うたもち現代詩

詩を書き連ねる場所

No.204 お題「愛は、時として刃物だ。」

 

 

愛は、時として刃物だ。

真実は、いつも残酷なものだ。

分かり合えないと誓いも揺らいで、

寂しさに隠れたくなり、心を閉ざしたくなる。

 


そして考える。僕らは何を求めているのだろう、と。

明日の朝目覚めて、愛する者が隣にいると、

何故言い切れるだろう? 何故、言い切れないのだろう。

傷付け合うことを恐れるが故に、傷つけ合ってしまう。

 


愛は、時として魔物だ。

秘密は、いつも凄惨なものだ。

分かり合えないことが多過ぎて、

悲しさに浸りたくなり、二匹は擦り減らされる。

 


そして考える。

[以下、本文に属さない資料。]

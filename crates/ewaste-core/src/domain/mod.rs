//! Domain entities - the records the client displays and the forms it fills in.

mod filter;
mod location;
mod profile;
mod request;
mod route;
mod session;
mod status;
mod tracking;
mod wizard;

pub use filter::RequestQuery;
pub use location::{Place, coordinates_label};
pub use profile::{Profile, ProfileUpdate};
pub use request::{
    Condition, DeviceType, ImageUpload, MAX_IMAGE_BYTES, MAX_QUANTITY, PickupRequest,
    RequestDraft, RequestSubmission,
};
pub use route::Route;
pub use session::{Session, StorageKey, Theme};
pub use status::{RequestStatus, StatusFilter};
pub use tracking::{StepState, TimelineStep, timeline};
pub use wizard::{RequestWizard, WizardStep};
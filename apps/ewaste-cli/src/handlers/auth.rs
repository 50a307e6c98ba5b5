//! Authentication handlers: login, registration, OTP and password reset.

use ewaste_core::DomainError;
use ewaste_core::domain::{Route, StorageKey};
use ewaste_core::ports::{ApiError, AuthGrant, Registration};
use ewaste_core::validation::{
    validate_email, validate_new_password, validate_otp, validate_password, validate_phone,
};

use super::{Navigation, message_or};
use crate::error::AppResult;
use crate::state::AppState;

/// Registration form as typed by the user.
#[derive(Debug, Clone)]
pub struct RegisterForm {
    pub name: String,
    pub email: String,
    pub phone: String,
    pub password: String,
    pub confirm_password: String,
}

async fn store_token(state: &AppState, grant: &AuthGrant) -> AppResult<bool> {
    let Some(token) = grant.token.as_deref() else {
        return Ok(false);
    };
    state.store.set(StorageKey::Token, token).await?;
    tracing::info!("Session token stored");
    Ok(true)
}

/// Stores the issued token or fails if the backend sent none.
async fn start_session(state: &AppState, grant: AuthGrant) -> AppResult<Navigation> {
    if !store_token(state, &grant).await? {
        return Err(ApiError::Decode("response carried no token".into()).into());
    }
    Ok(Navigation {
        message: grant.message,
        next: Route::Dashboard,
    })
}

/// POST /auth/login
pub async fn login(state: &AppState, email: &str, password: &str) -> AppResult<Navigation> {
    let grant = state.auth.login(email.trim(), password).await?;
    start_session(state, grant).await
}

/// POST /auth/login/request-otp
pub async fn request_login_otp(state: &AppState, email: &str) -> AppResult<Navigation> {
    let email = email.trim();
    validate_email(email)?;
    let message = state.auth.request_login_otp(email).await?;
    Ok(Navigation::with_message(
        Route::Login,
        message_or(message, "OTP sent to your email"),
    ))
}

/// POST /auth/login/verify-otp
pub async fn verify_login_otp(state: &AppState, email: &str, otp: &str) -> AppResult<Navigation> {
    validate_otp(otp)?;
    let grant = state.auth.verify_login_otp(email.trim(), otp.trim()).await?;
    start_session(state, grant).await
}

/// POST /auth/register
pub async fn register(state: &AppState, form: RegisterForm) -> AppResult<Navigation> {
    if form.password != form.confirm_password {
        return Err(DomainError::validation("Passwords do not match.").into());
    }
    validate_phone(&form.phone)?;
    validate_password(&form.password)?;

    let registration = Registration {
        name: form.name.trim().to_string(),
        email: form.email.trim().to_string(),
        phone: form.phone.trim().to_string(),
        password: form.password,
    };
    let message = state.auth.register(&registration).await?;

    state
        .store
        .set(StorageKey::PendingEmail, &registration.email)
        .await?;

    Ok(Navigation {
        message,
        next: Route::VerifyOtp,
    })
}

/// POST /auth/verify-otp for the email that just registered.
pub async fn verify_otp(state: &AppState, otp: &str) -> AppResult<Navigation> {
    let email = state
        .store
        .get(StorageKey::PendingEmail)
        .await?
        .ok_or(DomainError::MissingPendingEmail)?;
    validate_otp(otp)?;

    let grant = state.auth.verify_otp(&email, otp.trim()).await?;
    store_token(state, &grant).await?;
    state.store.remove(StorageKey::PendingEmail).await?;

    Ok(Navigation {
        message: grant.message,
        next: Route::Dashboard,
    })
}

/// POST /auth/forgot-password
pub async fn forgot_password(state: &AppState, email: &str) -> AppResult<Navigation> {
    let email = email.trim();
    validate_email(email)?;

    let message = state.auth.forgot_password(email).await?;
    state.store.set(StorageKey::ResetEmail, email).await?;

    Ok(Navigation::with_message(
        Route::ResetPassword,
        message_or(message, "OTP sent to your email"),
    ))
}

/// POST /auth/reset-password for the email that requested the reset.
pub async fn reset_password(
    state: &AppState,
    otp: &str,
    new_password: &str,
    confirm_password: &str,
) -> AppResult<Navigation> {
    let email = state
        .store
        .get(StorageKey::ResetEmail)
        .await?
        .ok_or(DomainError::MissingResetEmail)?;
    validate_otp(otp)?;
    validate_new_password(new_password, confirm_password)?;

    let message = state
        .auth
        .reset_password(&email, otp.trim(), new_password)
        .await?;
    state.store.remove(StorageKey::ResetEmail).await?;

    Ok(Navigation::with_message(
        Route::Login,
        message_or(message, "Password reset successful"),
    ))
}

/// Clears the session and returns to the landing page.
pub async fn logout(state: &AppState) -> AppResult<Navigation> {
    state.store.remove(StorageKey::Token).await?;
    tracing::info!("Session token cleared");
    Ok(Navigation::to(Route::Landing))
}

僕らは何のためにいるのだろう、と。

明日の朝目覚めずに、愛する者が横たわり、

何故生き永らえてしまったのか!何故、一匹が残ってしまったのか!

そんな風に引き裂かれることもあり得るのに、何のために?

 


刃物を持った魔物が、二匹並んでいる。

僕らは手を繋ぎ、明日までのカウントダウンを始める。

愛は時として、真実も秘密も潰してしまうスクラップ工場だ。

その時だけは、一匹が二匹でいる意味がはっきりとする。